Whose depression deteriorates during acute phase antidepressant treatment?

BACKGROUND: Few studies have investigated the proportion of patients with depression who experience worsening of depression symptoms during adequate antidepressant treatment. The current study aimed to investigate the proportion and predictors of worsening depression during antidepressant treatment in a multi-center randomized trial involving patients with major depression. METHODS: We defined the deterioration of depression using depression symptom severity evaluated by total Patient Health Questionnaire (PHQ-9) score increases from week 0 to week 9 during acute phase antidepressant treatment. Patients' baseline demographic and clinical data, change in PHQ-9 scores from week 0 to week 3, and side effects at week 3 were evaluated as potential predictors of subsequent deterioration of depression.

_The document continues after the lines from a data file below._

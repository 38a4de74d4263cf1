//! Protocol-level tests for SecureBox envelopes.
//!
//! These tests drive `EnvelopeProtocol` directly with raw key bytes and a
//! manual clock, covering the properties every envelope must satisfy:
//! round-trip, expiry, replay, tamper and wrong-key rejection.

use std::sync::Arc;

use secure_box::{
    crypto::{KeyPair, SymmetricKeySize},
    message::{Envelope, EnvelopeProtocol, MessageError},
    storage::{FileNonceStore, MemoryNonceStore},
    utils::{ManualTimeSource, ProtocolConfig},
};

const NOW: u64 = 1_700_000_000;

struct Parties {
    customer: KeyPair,
    bank: KeyPair,
}

impl Parties {
    fn new() -> Self {
        Self {
            customer: KeyPair::generate().expect("Failed to generate customer keypair"),
            bank: KeyPair::generate().expect("Failed to generate bank keypair"),
        }
    }
}

fn protocol_at(now: u64) -> (EnvelopeProtocol, Arc<ManualTimeSource>) {
    let clock = Arc::new(ManualTimeSource::new(now));
    let protocol = EnvelopeProtocol::with_clock(
        ProtocolConfig::default(),
        Arc::new(MemoryNonceStore::new()),
        clock.clone(),
    );
    (protocol, clock)
}

/// Tests that an envelope survives the JSON wire format and opens to the
/// original plaintext.
#[test]
fn test_round_trip_through_wire_format() {
    let parties = Parties::new();
    let (protocol, _clock) = protocol_at(NOW);

    for plaintext in ["transfer 100", "ünïcødé ✓", "x"] {
        let envelope = protocol
            .construct(&parties.customer.secret.to_bytes(), &parties.bank.public.to_bytes(), plaintext.as_bytes())
            .expect("Construct failed");

        let json = envelope.to_json().expect("Serialization failed");
        let decoded = Envelope::from_json(&json).expect("Deserialization failed");

        let opened = protocol
            .open(&parties.bank.secret.to_bytes(), &parties.customer.public.to_bytes(), &decoded)
            .expect("Open failed");
        assert_eq!(opened, plaintext.as_bytes());
    }
}

/// Tests that the customer can only open messages meant for the customer.
///
/// The bank's reply is wrapped for the customer's key; the bank itself
/// cannot unwrap it.
#[test]
fn test_reply_direction() {
    let parties = Parties::new();
    let (protocol, _clock) = protocol_at(NOW);

    let reply = protocol
        .construct(&parties.bank.secret.to_bytes(), &parties.customer.public.to_bytes(), b"received")
        .expect("Construct failed");

    let result = protocol.open(&parties.bank.secret.to_bytes(), &parties.bank.public.to_bytes(), &reply);
    assert!(matches!(result, Err(MessageError::CryptoOp)));

    // 上面的失败已经记录了 nonce，换一个账本再打开
    let (protocol, _clock) = protocol_at(NOW);
    let opened = protocol
        .open(&parties.customer.secret.to_bytes(), &parties.bank.public.to_bytes(), &reply)
        .expect("Open failed");
    assert_eq!(opened, b"received");
}

/// Tests that expiry applies symmetrically and before any other check.
#[test]
fn test_expiry_window() {
    let parties = Parties::new();
    let (sender, _) = protocol_at(NOW);
    let envelope = sender
        .construct(&parties.customer.secret.to_bytes(), &parties.bank.public.to_bytes(), b"hello")
        .expect("Construct failed");

    for now in [NOW + 61, NOW - 61, NOW + 3600] {
        let (receiver, _) = protocol_at(now);
        let result = receiver.open(&parties.bank.secret.to_bytes(), &parties.customer.public.to_bytes(), &envelope);
        assert!(matches!(result, Err(MessageError::ExpiredMessage { .. })), "accepted at {}", now);
    }

    for now in [NOW - 60, NOW + 60] {
        let (receiver, _) = protocol_at(now);
        assert!(receiver
            .open(&parties.bank.secret.to_bytes(), &parties.customer.public.to_bytes(), &envelope)
            .is_ok());
    }
}

/// Tests a larger expiry window and AES-256 taken from configuration.
#[test]
fn test_configured_window_and_key_size() {
    let parties = Parties::new();
    let clock = Arc::new(ManualTimeSource::new(NOW));
    let config = ProtocolConfig {
        symmetric_key_size: SymmetricKeySize::Aes256,
        expiry_window_secs: 300,
    };
    let protocol = EnvelopeProtocol::with_clock(config, Arc::new(MemoryNonceStore::new()), clock.clone());

    let envelope = protocol
        .construct(&parties.customer.secret.to_bytes(), &parties.bank.public.to_bytes(), b"slow link")
        .expect("Construct failed");

    clock.advance(299);
    let opened = protocol
        .open(&parties.bank.secret.to_bytes(), &parties.customer.public.to_bytes(), &envelope)
        .expect("Open failed");
    assert_eq!(opened, b"slow link");
}

/// Tests that the replay ledger is shared through its backing file.
///
/// Two protocol instances with separate stores over the same file behave
/// like two processes: the second one rejects the envelope the first one
/// already opened.
#[test]
fn test_replay_across_instances() {
    let dir = tempfile::tempdir().expect("Failed to create temp dir");
    let path = dir.path().join("used_nonces.json");
    let parties = Parties::new();
    let clock = Arc::new(ManualTimeSource::new(NOW));

    let first = EnvelopeProtocol::with_clock(ProtocolConfig::default(), Arc::new(FileNonceStore::new(&path)), clock.clone());
    let second = EnvelopeProtocol::with_clock(ProtocolConfig::default(), Arc::new(FileNonceStore::new(&path)), clock.clone());

    let envelope = first
        .construct(&parties.customer.secret.to_bytes(), &parties.bank.public.to_bytes(), b"transfer 100")
        .expect("Construct failed");

    first
        .open(&parties.bank.secret.to_bytes(), &parties.customer.public.to_bytes(), &envelope)
        .expect("First open failed");

    let result = second.open(&parties.bank.secret.to_bytes(), &parties.customer.public.to_bytes(), &envelope);
    assert!(matches!(result, Err(MessageError::Replay)));
}

/// Tests that every single-bit flip in ciphertext or tag is rejected.
///
/// Each attempt uses a fresh protocol instance so the nonce ledger never
/// masks the tamper check.
#[test]
fn test_single_bit_flips() {
    let parties = Parties::new();
    let (sender, _) = protocol_at(NOW);
    let envelope = sender
        .construct(&parties.customer.secret.to_bytes(), &parties.bank.public.to_bytes(), b"pay")
        .expect("Construct failed");

    let ciphertext_bits = envelope.ciphertext().len() * 8;
    let tag_bits = envelope.tag().len() * 8;

    for bit in 0..(ciphertext_bits + tag_bits) {
        let mut ciphertext = envelope.ciphertext().to_vec();
        let mut tag = envelope.tag().to_vec();

        if bit < ciphertext_bits {
            ciphertext[bit / 8] ^= 1 << (bit % 8);
        } else {
            let bit = bit - ciphertext_bits;
            tag[bit / 8] ^= 1 << (bit % 8);
        }

        let tampered = Envelope::new(
            envelope.wrapped_key().to_vec(),
            envelope.nonce().to_vec(),
            ciphertext,
            tag,
            envelope.signature().to_vec(),
            envelope.timestamp(),
        )
        .expect("Rebuild failed");

        let (receiver, _) = protocol_at(NOW);
        match receiver.open(&parties.bank.secret.to_bytes(), &parties.customer.public.to_bytes(), &tampered) {
            Err(MessageError::Integrity) | Err(MessageError::Signature) => {}
            other => panic!("bit {} flip was not rejected: {:?}", bit, other),
        }
    }
}

/// Tests that the wrong keys are reported with the right error kinds.
#[test]
fn test_wrong_keys() {
    let parties = Parties::new();
    let stranger = KeyPair::generate().expect("Failed to generate keypair");
    let (protocol, _) = protocol_at(NOW);

    let envelope = protocol
        .construct(&parties.customer.secret.to_bytes(), &parties.bank.public.to_bytes(), b"secret")
        .expect("Construct failed");

    let result = protocol.open(&parties.bank.secret.to_bytes(), &stranger.public.to_bytes(), &envelope);
    assert_eq!(result.map_err(|e| e.kind()), Err("Signature"));

    let (protocol, _) = protocol_at(NOW);
    let result = protocol.open(&stranger.secret.to_bytes(), &parties.customer.public.to_bytes(), &envelope);
    assert_eq!(result.map_err(|e| e.kind()), Err("CryptoOp"));
}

RESULTS: Of 1,647 patients, 99 (6.0%) exhibited deterioration of depression, and this proportion was smaller when reliable change index criteria were applied. Logistic regression analysis revealed that the following factors were significantly associated with deterioration of depression: younger age at onset of first episode of major depressive disorder, current older age, and greater increase in PHQ-9 scores between week 0 and week 3. LIMITATIONS: The time of the primary endpoint might not have been sufficiently long. The present study did not include a placebo arm, and potentially relevant predictors might not have been comprehensively investigated. CONCLUSIONS: A small proportion of patients may experience deterioration of depression during acute phase antidepressant treatment. Age at onset at first depressive episode, current age, and early negative response to antidepressants may be useful predictors of subsequent worsening of depression.